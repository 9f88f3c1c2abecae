pub mod api;

use tokio::net::TcpListener;
use tracing::info;

use crate::HostState;

/// Bind and serve until a ctrl-c arrives. The caller shuts the orchestrator
/// down once this returns.
pub async fn serve(state: HostState, address: &str) -> anyhow::Result<()> {
    let listener = TcpListener::bind(address).await?;
    info!("listening on http://{}", listener.local_addr()?);

    let router = api::create_router().with_state(state);
    axum::serve(listener, router)
        .with_graceful_shutdown(async {
            let _ = tokio::signal::ctrl_c().await;
            info!("shutdown signal received");
        })
        .await?;
    Ok(())
}
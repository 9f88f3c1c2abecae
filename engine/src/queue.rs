use std::collections::{HashSet, VecDeque};

/// Queue of execution record ids to be processed
#[derive(Debug)]
pub struct ExecutionQueue {
    /// Ids waiting for a worker
    pending: VecDeque<String>,
    /// Ids that are currently being worked on
    in_flight: HashSet<String>,
    /// Ids that have been pushed to the queue or are in-flight
    queued: HashSet<String>,
    /// Maximum number of ids that can be in the queue (including in-progress)
    capacity: usize,
}

/// Rejection returned when the queue is at capacity.
#[derive(Debug, PartialEq, Eq, thiserror::Error)]
#[error("execution queue is full, please try again later")]
pub struct QueueFull;

impl ExecutionQueue {
    pub fn new(capacity: usize) -> Self {
        Self {
            pending: VecDeque::new(),
            in_flight: HashSet::new(),
            queued: HashSet::new(),
            capacity,
        }
    }

    pub fn contains(&self, id: &str) -> bool {
        self.queued.contains(id)
    }

    /// Check if the queue is at capacity
    pub fn is_at_capacity(&self) -> bool {
        self.queued.len() >= self.capacity
    }

    /// Current queue size (including in-progress ids)
    pub fn len(&self) -> usize {
        self.queued.len()
    }

    pub fn is_empty(&self) -> bool {
        self.queued.is_empty()
    }

    /// Add an id to the back of the queue. Ids already queued or in flight
    /// are accepted without being duplicated.
    pub fn push(&mut self, id: &str) -> Result<(), QueueFull> {
        if self.queued.contains(id) {
            return Ok(());
        }
        if self.is_at_capacity() {
            return Err(QueueFull);
        }
        self.queued.insert(id.to_string());
        self.pending.push_back(id.to_string());
        oscar_metrics::QUEUE_DEPTH.set(self.queued.len() as i64);
        Ok(())
    }

    /// Move the oldest pending id into the in-flight set.
    pub fn try_next(&mut self) -> Option<String> {
        let id = self.pending.pop_front()?;
        self.in_flight.insert(id.clone());
        Some(id)
    }

    /// Release an id once its processing is over, successful or not.
    pub fn complete(&mut self, id: &str) {
        self.in_flight.remove(id);
        self.queued.remove(id);
        oscar_metrics::QUEUE_DEPTH.set(self.queued.len() as i64);
    }
}

#[cfg(test)]
mod tests {
    use super::*;

    #[test]
    fn fifo_order_is_preserved() {
        let mut queue = ExecutionQueue::new(10);
        for id in ["a", "b", "c"] {
            queue.push(id).unwrap();
        }
        assert_eq!(queue.len(), 3);

        assert_eq!(queue.try_next().as_deref(), Some("a"));
        assert_eq!(queue.try_next().as_deref(), Some("b"));

        // In-flight ids still count against capacity and containment.
        assert!(queue.contains("a"));
        queue.complete("a");
        assert!(!queue.contains("a"));

        assert_eq!(queue.try_next().as_deref(), Some("c"));
        assert_eq!(queue.try_next(), None);

        queue.complete("b");
        queue.complete("c");
        assert!(queue.is_empty());
    }

    #[test]
    fn capacity_is_enforced() {
        let mut queue = ExecutionQueue::new(2);
        queue.push("a").unwrap();
        queue.push("b").unwrap();
        assert!(queue.is_at_capacity());
        assert_eq!(queue.push("c"), Err(QueueFull));
        assert_eq!(queue.len(), 2);

        // Dequeuing alone does not free capacity; completion does.
        let id = queue.try_next().unwrap();
        assert_eq!(queue.push("c"), Err(QueueFull));
        queue.complete(&id);
        queue.push("c").unwrap();
    }

    #[test]
    fn duplicate_ids_are_not_requeued() {
        let mut queue = ExecutionQueue::new(10);
        queue.push("a").unwrap();
        queue.push("a").unwrap();
        assert_eq!(queue.len(), 1);
        assert_eq!(queue.try_next().as_deref(), Some("a"));
        assert_eq!(queue.try_next(), None);
    }
}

┄┄┄┄┄┄┄┄┄┄┄┄┄┄┄┄┄┄┄┄

YOUR TASK
Each record above is to be written out again, without any change.

REPLY
repository 9f88f3c1c2abecae
pub mod api;

use tokio::net::TcpListener;
use tracing::info;

use crate::HostState;

/// Bind and serve until a ctrl-c arrives. The caller shuts the orchestrator
/// down once this returns.
pub async fn serve(state: HostState, address: &str) -> anyhow::Result<()> {
    let listener = TcpListener::bind(address).await?;
    info!("listening on http://{}", listener.local_addr()?);

    let router = api::create_router().with_state(state);
    axum::serve(listener, router)
        .with_graceful_shutdown(async {
            let _ = tokio::signal::ctrl_c().await;
            info!("shutdown signal received");
        })
        .await?;
    Ok(())
}
repository 9f88f3c1c2abecae
filename engine/src/queue.rs
use std::collections::{HashSet, VecDeque};

/// Queue of execution record ids to be processed
#[derive(Debug)]
pub struct ExecutionQueue {
    /// Ids waiting for a worker
    pending: VecDeque<String>,
    /// Ids that are currently being worked on
    in_flight: HashSet<String>,
    /// Ids that have been pushed to the queue or are in-flight
    queued: HashSet<String>,
    /// Maximum number of ids that can be in the queue (including in-progress)
    capacity: usize,
}

/// Rejection returned when the queue is at capacity.
#[derive(Debug, PartialEq, Eq, thiserror::Error)]
#[error("execution queue is full, please try again later")]
pub struct QueueFull;

impl ExecutionQueue {
    pub fn new(capacity: usize) -> Self {
        Self {
            pending: VecDeque::new(),
            in_flight: HashSet::new(),
            queued: HashSet::new(),
            capacity,
        }
    }

    pub fn contains(&self, id: &str) -> bool {
        self.queued.contains(id)
    }

    /// Check if the queue is at capacity
    pub fn is_at_capacity(&self) -> bool {
        self.queued.len() >= self.capacity
    }

    /// Current queue size (including in-progress ids)
    pub fn len(&self) -> usize {
        self.queued.len()
    }

    pub fn is_empty(&self) -> bool {
        self.queued.is_empty()
    }

    /// Add an id to the back of the queue. Ids already queued or in flight
    /// are accepted without being duplicated.
    pub fn push(&mut self, id: &str) -> Result<(), QueueFull> {
        if self.queued.contains(id) {
            return Ok(());
        }
        if self.is_at_capacity() {
            return Err(QueueFull);
        }
        self.queued.insert(id.to_string());
        self.pending.push_back(id.to_string());
        oscar_metrics::QUEUE_DEPTH.set(self.queued.len() as i64);
        Ok(())
    }

    /// Move the oldest pending id into the in-flight set.
    pub fn try_next(&mut self) -> Option<String> {
        let id = self.pending.pop_front()?;
        self.in_flight.insert(id.clone());
        Some(id)
    }

    /// Release an id once its processing is over, successful or not.
    pub fn complete(&mut self, id: &str) {
        self.in_flight.remove(id);
        self.queued.remove(id);
        oscar_metrics::QUEUE_DEPTH.set(self.queued.len() as i64);
    }
}

#[cfg(test)]
mod tests {
    use super::*;

    #[test]
    fn fifo_order_is_preserved() {
        let mut queue = ExecutionQueue::new(10);
        for id in ["a", "b", "c"] {
            queue.push(id).unwrap();
        }
        assert_eq!(queue.len(), 3);

        assert_eq!(queue.try_next().as_deref(), Some("a"));
        assert_eq!(queue.try_next().as_deref(), Some("b"));

        // In-flight ids still count against capacity and containment.
        assert!(queue.contains("a"));
        queue.complete("a");
        assert!(!queue.contains("a"));

        assert_eq!(queue.try_next().as_deref(), Some("c"));
        assert_eq!(queue.try_next(), None);

        queue.complete("b");
        queue.complete("c");
        assert!(queue.is_empty());
    }

    #[test]
    fn capacity_is_enforced() {
        let mut queue = ExecutionQueue::new(2);
        queue.push("a").unwrap();
        queue.push("b").unwrap();
        assert!(queue.is_at_capacity());
        assert_eq!(queue.push("c"), Err(QueueFull));
        assert_eq!(queue.len(), 2);

        // Dequeuing alone does not free capacity; completion does.
        let id = queue.try_next().unwrap();
        assert_eq!(queue.push("c"), Err(QueueFull));
        queue.complete(&id);
        queue.push("c").unwrap();
    }

    #[test]
    fn duplicate_ids_are_not_requeued() {
        let mut queue = ExecutionQueue::new(10);
        queue.push("a").unwrap();
        queue.push("a").unwrap();
        assert_eq!(queue.len(), 1);
        assert_eq!(queue.try_next().as_deref(), Some("a"));
        assert_eq!(queue.try_next(), None);
    }
}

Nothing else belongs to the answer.